Problem requirements — Show the lines below that contain the string "false".

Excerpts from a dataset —
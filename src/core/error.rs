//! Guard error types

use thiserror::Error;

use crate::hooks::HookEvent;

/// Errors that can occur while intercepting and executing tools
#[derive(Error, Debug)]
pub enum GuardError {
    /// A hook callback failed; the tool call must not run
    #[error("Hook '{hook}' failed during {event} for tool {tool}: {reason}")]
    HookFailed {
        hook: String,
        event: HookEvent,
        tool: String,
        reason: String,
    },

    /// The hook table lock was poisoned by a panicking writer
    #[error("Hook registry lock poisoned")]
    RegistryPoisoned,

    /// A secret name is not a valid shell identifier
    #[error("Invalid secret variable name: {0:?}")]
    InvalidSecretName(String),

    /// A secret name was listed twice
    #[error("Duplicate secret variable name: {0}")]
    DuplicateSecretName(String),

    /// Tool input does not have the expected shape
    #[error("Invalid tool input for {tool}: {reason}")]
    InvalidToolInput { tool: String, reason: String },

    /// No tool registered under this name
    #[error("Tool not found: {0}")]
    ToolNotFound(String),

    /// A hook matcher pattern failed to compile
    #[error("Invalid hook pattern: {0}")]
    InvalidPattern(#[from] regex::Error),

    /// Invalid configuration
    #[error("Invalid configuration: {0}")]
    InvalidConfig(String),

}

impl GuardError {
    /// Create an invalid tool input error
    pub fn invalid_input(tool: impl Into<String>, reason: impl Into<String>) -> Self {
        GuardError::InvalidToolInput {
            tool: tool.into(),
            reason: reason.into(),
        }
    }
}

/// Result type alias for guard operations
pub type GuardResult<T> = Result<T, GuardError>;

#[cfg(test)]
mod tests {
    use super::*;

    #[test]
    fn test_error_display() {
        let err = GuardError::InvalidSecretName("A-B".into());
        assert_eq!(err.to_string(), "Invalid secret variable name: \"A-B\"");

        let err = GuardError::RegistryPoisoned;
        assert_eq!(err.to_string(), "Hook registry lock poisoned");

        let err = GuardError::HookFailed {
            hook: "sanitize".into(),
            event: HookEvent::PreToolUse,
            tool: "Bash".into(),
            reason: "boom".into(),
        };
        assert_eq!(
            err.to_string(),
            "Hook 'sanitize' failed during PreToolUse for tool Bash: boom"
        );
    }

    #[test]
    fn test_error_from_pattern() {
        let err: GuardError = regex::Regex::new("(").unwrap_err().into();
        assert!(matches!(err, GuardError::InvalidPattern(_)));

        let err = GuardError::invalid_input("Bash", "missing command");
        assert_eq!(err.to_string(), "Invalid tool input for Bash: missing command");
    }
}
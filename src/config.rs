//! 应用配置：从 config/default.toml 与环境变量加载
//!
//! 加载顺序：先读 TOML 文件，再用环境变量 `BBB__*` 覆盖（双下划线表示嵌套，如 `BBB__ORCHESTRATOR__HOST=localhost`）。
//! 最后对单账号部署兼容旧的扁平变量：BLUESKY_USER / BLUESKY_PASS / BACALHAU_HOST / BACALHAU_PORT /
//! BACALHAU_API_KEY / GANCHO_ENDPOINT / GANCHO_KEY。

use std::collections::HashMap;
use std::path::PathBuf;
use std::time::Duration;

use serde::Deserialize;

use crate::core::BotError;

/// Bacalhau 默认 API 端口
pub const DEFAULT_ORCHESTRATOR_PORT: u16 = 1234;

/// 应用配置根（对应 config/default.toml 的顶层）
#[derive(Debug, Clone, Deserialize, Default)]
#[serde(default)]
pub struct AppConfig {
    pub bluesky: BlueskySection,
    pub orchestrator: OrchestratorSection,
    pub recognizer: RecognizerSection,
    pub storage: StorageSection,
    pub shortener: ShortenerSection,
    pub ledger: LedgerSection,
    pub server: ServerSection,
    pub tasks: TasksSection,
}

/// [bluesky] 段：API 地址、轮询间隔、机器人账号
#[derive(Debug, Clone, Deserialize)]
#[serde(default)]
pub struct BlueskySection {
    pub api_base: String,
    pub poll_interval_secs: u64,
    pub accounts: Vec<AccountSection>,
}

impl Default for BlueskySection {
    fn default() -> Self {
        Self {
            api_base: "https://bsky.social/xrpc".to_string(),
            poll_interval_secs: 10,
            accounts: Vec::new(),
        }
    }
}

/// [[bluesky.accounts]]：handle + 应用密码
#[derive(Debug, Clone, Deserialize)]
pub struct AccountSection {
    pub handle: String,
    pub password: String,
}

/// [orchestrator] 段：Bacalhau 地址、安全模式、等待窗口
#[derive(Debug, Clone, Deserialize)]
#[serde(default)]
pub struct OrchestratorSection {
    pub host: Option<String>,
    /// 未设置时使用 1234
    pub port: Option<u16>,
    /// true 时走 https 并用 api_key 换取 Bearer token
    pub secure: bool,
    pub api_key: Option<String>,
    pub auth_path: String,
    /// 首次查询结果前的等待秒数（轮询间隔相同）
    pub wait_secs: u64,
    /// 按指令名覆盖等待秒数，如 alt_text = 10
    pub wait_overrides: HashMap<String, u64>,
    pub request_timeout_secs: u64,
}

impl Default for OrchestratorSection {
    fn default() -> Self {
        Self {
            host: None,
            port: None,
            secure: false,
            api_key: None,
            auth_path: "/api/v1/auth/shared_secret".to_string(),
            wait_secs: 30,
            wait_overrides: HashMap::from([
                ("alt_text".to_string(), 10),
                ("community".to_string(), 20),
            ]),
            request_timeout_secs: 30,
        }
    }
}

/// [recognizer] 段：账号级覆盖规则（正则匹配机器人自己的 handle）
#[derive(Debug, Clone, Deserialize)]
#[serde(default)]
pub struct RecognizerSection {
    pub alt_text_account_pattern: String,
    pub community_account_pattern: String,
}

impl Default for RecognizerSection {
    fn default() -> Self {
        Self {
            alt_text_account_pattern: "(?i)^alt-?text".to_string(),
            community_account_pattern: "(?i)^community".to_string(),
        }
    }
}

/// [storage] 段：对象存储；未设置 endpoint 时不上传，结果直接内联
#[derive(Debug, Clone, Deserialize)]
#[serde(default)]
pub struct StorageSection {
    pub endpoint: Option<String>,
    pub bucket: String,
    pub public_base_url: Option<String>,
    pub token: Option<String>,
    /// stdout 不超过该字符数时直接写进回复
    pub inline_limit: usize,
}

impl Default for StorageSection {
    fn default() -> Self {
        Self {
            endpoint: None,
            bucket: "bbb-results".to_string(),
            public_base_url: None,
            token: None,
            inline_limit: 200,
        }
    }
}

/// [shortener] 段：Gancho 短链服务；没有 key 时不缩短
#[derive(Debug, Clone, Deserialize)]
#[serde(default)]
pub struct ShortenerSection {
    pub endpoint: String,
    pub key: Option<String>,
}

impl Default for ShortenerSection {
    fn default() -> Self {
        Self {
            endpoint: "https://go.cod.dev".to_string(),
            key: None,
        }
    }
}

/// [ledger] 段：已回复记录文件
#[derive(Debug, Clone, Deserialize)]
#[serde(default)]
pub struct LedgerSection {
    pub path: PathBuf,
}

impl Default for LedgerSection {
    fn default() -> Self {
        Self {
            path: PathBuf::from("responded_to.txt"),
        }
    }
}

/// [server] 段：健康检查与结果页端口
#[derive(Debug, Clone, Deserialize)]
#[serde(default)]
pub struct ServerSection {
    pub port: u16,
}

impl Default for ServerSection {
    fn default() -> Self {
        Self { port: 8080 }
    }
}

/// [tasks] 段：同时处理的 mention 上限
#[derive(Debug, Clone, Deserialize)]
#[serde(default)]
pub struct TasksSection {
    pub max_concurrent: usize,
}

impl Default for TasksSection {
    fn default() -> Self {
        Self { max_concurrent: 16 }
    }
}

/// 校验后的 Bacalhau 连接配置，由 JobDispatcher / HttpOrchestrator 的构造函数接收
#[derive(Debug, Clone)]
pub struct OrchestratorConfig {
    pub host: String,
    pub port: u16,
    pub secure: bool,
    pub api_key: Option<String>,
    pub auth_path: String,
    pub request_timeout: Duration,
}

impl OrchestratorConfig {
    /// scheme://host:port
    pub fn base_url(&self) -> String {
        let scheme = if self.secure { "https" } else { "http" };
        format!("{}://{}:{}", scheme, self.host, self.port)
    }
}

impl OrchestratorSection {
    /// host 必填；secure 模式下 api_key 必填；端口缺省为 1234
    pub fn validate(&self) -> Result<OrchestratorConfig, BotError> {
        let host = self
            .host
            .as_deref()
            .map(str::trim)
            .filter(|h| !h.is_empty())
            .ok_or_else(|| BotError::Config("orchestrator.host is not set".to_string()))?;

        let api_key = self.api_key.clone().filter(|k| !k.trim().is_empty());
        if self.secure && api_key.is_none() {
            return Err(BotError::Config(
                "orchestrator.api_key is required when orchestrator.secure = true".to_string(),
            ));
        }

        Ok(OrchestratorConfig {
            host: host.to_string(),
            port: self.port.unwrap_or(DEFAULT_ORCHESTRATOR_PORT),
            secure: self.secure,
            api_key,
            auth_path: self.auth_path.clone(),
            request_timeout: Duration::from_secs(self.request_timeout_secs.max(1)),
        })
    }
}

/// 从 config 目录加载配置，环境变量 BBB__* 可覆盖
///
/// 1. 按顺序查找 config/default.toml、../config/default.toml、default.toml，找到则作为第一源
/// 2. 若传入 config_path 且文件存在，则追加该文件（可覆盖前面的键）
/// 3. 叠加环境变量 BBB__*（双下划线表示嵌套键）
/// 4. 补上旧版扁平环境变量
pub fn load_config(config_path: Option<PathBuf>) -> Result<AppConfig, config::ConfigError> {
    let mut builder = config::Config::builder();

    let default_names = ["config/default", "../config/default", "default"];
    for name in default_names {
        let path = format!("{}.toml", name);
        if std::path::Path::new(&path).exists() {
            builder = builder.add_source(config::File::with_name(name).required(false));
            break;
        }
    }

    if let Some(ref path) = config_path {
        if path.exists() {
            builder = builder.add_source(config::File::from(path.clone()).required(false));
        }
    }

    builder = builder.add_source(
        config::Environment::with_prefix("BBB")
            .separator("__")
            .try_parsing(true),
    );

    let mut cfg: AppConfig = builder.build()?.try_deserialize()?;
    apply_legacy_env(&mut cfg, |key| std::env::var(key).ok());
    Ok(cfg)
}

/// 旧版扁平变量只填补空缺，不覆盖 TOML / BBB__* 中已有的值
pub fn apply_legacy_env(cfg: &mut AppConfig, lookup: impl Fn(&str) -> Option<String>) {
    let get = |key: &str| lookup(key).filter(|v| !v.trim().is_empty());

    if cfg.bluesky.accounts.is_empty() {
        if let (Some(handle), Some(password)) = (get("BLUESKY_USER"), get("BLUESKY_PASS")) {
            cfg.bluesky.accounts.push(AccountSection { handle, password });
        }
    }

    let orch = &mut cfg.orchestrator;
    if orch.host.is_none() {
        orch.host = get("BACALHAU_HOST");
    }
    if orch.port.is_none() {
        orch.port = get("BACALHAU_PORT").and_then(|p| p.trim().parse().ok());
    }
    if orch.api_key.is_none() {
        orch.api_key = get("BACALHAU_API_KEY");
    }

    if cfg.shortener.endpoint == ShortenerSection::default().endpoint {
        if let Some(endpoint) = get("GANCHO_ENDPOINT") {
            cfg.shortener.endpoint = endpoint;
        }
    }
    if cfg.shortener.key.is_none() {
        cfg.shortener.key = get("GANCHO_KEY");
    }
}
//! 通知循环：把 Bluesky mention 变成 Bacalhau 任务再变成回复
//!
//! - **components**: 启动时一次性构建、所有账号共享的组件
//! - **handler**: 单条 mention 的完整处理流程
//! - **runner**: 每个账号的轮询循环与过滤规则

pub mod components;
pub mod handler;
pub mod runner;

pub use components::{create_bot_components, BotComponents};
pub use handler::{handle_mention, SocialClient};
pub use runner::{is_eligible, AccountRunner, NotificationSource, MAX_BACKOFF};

Answer to the problem —
            secure: false,
            builder = builder.add_source(config::File::with_name(name).required(false));
            builder = builder.add_source(config::File::from(path.clone()).required(false));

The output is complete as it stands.